(2 opiniones)
¿Cómo hemos de explicarnos estas maravillosas declaraciones?
No hemos de seguir el atajo facilista de decir que todo eran mentiras y fraudes. La evidencia es demasiado abundante como para dudar de que en verdad existían habilidosos magos entre los versados en artes ocultas de estas naciones. Podían rivalizar con sus colegas de la India y Europa, si no superarlos.
Más aún, ¿hay realmente algo de increíble en los informes de los espectadores? ¿Acaso no estamos familiarizados con las condiciones hipnóticas o mesmerizantes en las cuales el sujeto ve, oye y siente exactamente lo que el maestro le ordena sentir y ver? Los trucos de cortarse o cortar a otros, de tragar trozos de vidrio y de manejar reptiles venenosos son bien conocidos en la secta Aissaoua de Africa del Norte, y hoy en día uno no tiene más que ir a los bulevares de Paris para poder verlos.

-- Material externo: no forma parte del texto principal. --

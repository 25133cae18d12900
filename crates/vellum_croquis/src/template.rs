//! Template scope analysis.
//!
//! Walks a template region and extracts:
//! - `ref="name"` (visible everywhere)
//! - `v-for` aliases (visible inside the element)
//! - `v-slot`, `#slot` and `slot-scope` variables (visible inside the element)

use once_cell::sync::Lazy;
use regex::Regex;
use vellum_armature::{Attribute, RegionId, RegionNode, RegionTree};
use vellum_carton::{is_word_byte, SourceRange};

use crate::{Binding, BindingCategory};

static V_SLOT: Lazy<Regex> =
    Lazy::new(|| Regex::new(r"^v-slot(:[\w-]+)?$").expect("v-slot pattern"));

/// Everything before the first whitespace-delimited `in` / `of`.
static V_FOR_ALIAS: Lazy<Regex> =
    Lazy::new(|| Regex::new(r"^\s*([\s\S]*?)\s+(?:in|of)\s").expect("v-for pattern"));

/// Extract bindings from the subtree rooted at `template`. Positions and
/// scopes are offsets into `source`, the whole file the tree was parsed from.
pub fn analyze_template(tree: &RegionTree, template: RegionId, source: &str) -> Vec<Binding> {
    let mut bindings = Vec::new();
    for id in tree.descendants(template) {
        element_bindings(&tree[id], source, &mut bindings);
    }
    bindings
}

fn element_bindings(node: &RegionNode, source: &str, out: &mut Vec<Binding>) {
    let scope = node.span();

    for attr in &node.attributes {
        let key = attr.key.as_str();
        if key == "ref" {
            if let (Some(value), Some(range)) = (attr.value.as_deref(), attr.value_range) {
                if !value.is_empty() {
                    out.push(Binding::new(value, BindingCategory::Ref, range.start));
                }
            }
        } else if key == "v-for" {
            if let Some((alias, start)) = v_for_alias(attr, source) {
                scoped_identifiers(alias, start, BindingCategory::VForScope, scope, out);
            }
        } else if is_slot_attribute(key) {
            if let Some((value, start)) = attribute_value(attr, source) {
                scoped_identifiers(value, start, BindingCategory::SlotScope, scope, out);
            }
        }
    }
}

fn is_slot_attribute(key: &str) -> bool {
    key == "slot-scope" || (key.len() > 1 && key.starts_with('#')) || V_SLOT.is_match(key)
}

/// Attribute value text with its file offset. Taken from the file rather
/// than the unquoted copy so that offsets stay exact.
fn attribute_value<'s>(attr: &Attribute, source: &'s str) -> Option<(&'s str, u32)> {
    let range = attr.value_range?;
    Some((range.slice(source)?, range.start))
}

fn v_for_alias<'s>(attr: &Attribute, source: &'s str) -> Option<(&'s str, u32)> {
    let (value, start) = attribute_value(attr, source)?;
    let alias = match V_FOR_ALIAS.captures(value).and_then(|c| c.get(1)) {
        Some(m) => (m.as_str(), start + m.start() as u32),
        None => (value.split(' ').next().unwrap_or(value), start),
    };
    Some(alias)
}

/// Every identifier token in `text` becomes a binding. The scan only moves
/// forward, so a repeated name gets one binding per occurrence.
fn scoped_identifiers(
    text: &str,
    base: u32,
    category: BindingCategory,
    scope: SourceRange,
    out: &mut Vec<Binding>,
) {
    let bytes = text.as_bytes();
    let mut i = 0;

    while i < bytes.len() {
        if !is_word_byte(bytes[i]) {
            i += 1;
            continue;
        }
        let start = i;
        while i < bytes.len() && is_word_byte(bytes[i]) {
            i += 1;
        }
        if !bytes[start].is_ascii_digit() {
            out.push(Binding::scoped(
                &text[start..i],
                category,
                base + start as u32,
                scope,
            ));
        }
    }
}
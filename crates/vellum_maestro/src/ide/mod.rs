//! Editor-facing features built on the definition table.

pub mod definition;

pub use definition::{DefinitionService, GotoDefinition};
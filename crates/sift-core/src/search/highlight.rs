//! Query term highlighting

use std::collections::HashSet;

use serde::{Deserialize, Serialize};

use crate::query::word_only_tokenize;

/// Markup placed around each matched word
#[derive(Debug, Clone, PartialEq, Eq, Serialize, Deserialize)]
#[serde(default)]
pub struct HighlightMarkers {
    pub prefix: String,
    pub suffix: String,
}

impl Default for HighlightMarkers {
    fn default() -> Self {
        Self {
            prefix: "<b>".to_string(),
            suffix: "</b>".to_string(),
        }
    }
}

impl HighlightMarkers {
    pub fn new(prefix: impl Into<String>, suffix: impl Into<String>) -> Self {
        Self {
            prefix: prefix.into(),
            suffix: suffix.into(),
        }
    }

    /// No markup at all, for plain-text output
    pub fn none() -> Self {
        Self::new("", "")
    }
}

/// Wrap every snippet word that also appears in `query`.
///
/// Both sides are normalized through the word-only tokenizer first, so the
/// result is lowercase and single-spaced.
pub fn bold_summary(query: &str, snippet: &str, markers: &HighlightMarkers) -> String {
    let terms: HashSet<String> = word_only_tokenize(query).into_iter().collect();

    word_only_tokenize(snippet)
        .into_iter()
        .map(|word| {
            if terms.contains(&word) {
                format!("{}{}{}", markers.prefix, word, markers.suffix)
            } else {
                word
            }
        })
        .collect::<Vec<_>>()
        .join(" ")
}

Los fenómenos de transferencia de pensamiento o telepatía, de clarividencia, de comunicación con los espíritus, no hacen sino reiterar a la luz de fines del siglo XIX la taumaturgia mística con la que estos "niños de la naturaleza" estaban familiarizados desde hacía siglos en el Nuevo Mundo, y que fueron registrados por teósofos y magos de Egipto, Grecia y Roma.*
En tanto cualquier persona inteligente y sensible encuentra inadecuada e insatisfactoria cualquier explicación de estos fenómenos, no nos queda sino esperar pacientemente de aquellos de mayor antigüedad la solución completa.
* En la Notice Preliminaire de la segunda parte de este trabajo: La Magie et l’astrologie dans l'Antiquité et au Moyen Age, Mr. Alfred Maury admirablemente compila recursos científicos para explicar los fenómenos místicos experimentados, sin negar su realidad como hechos ocurridos.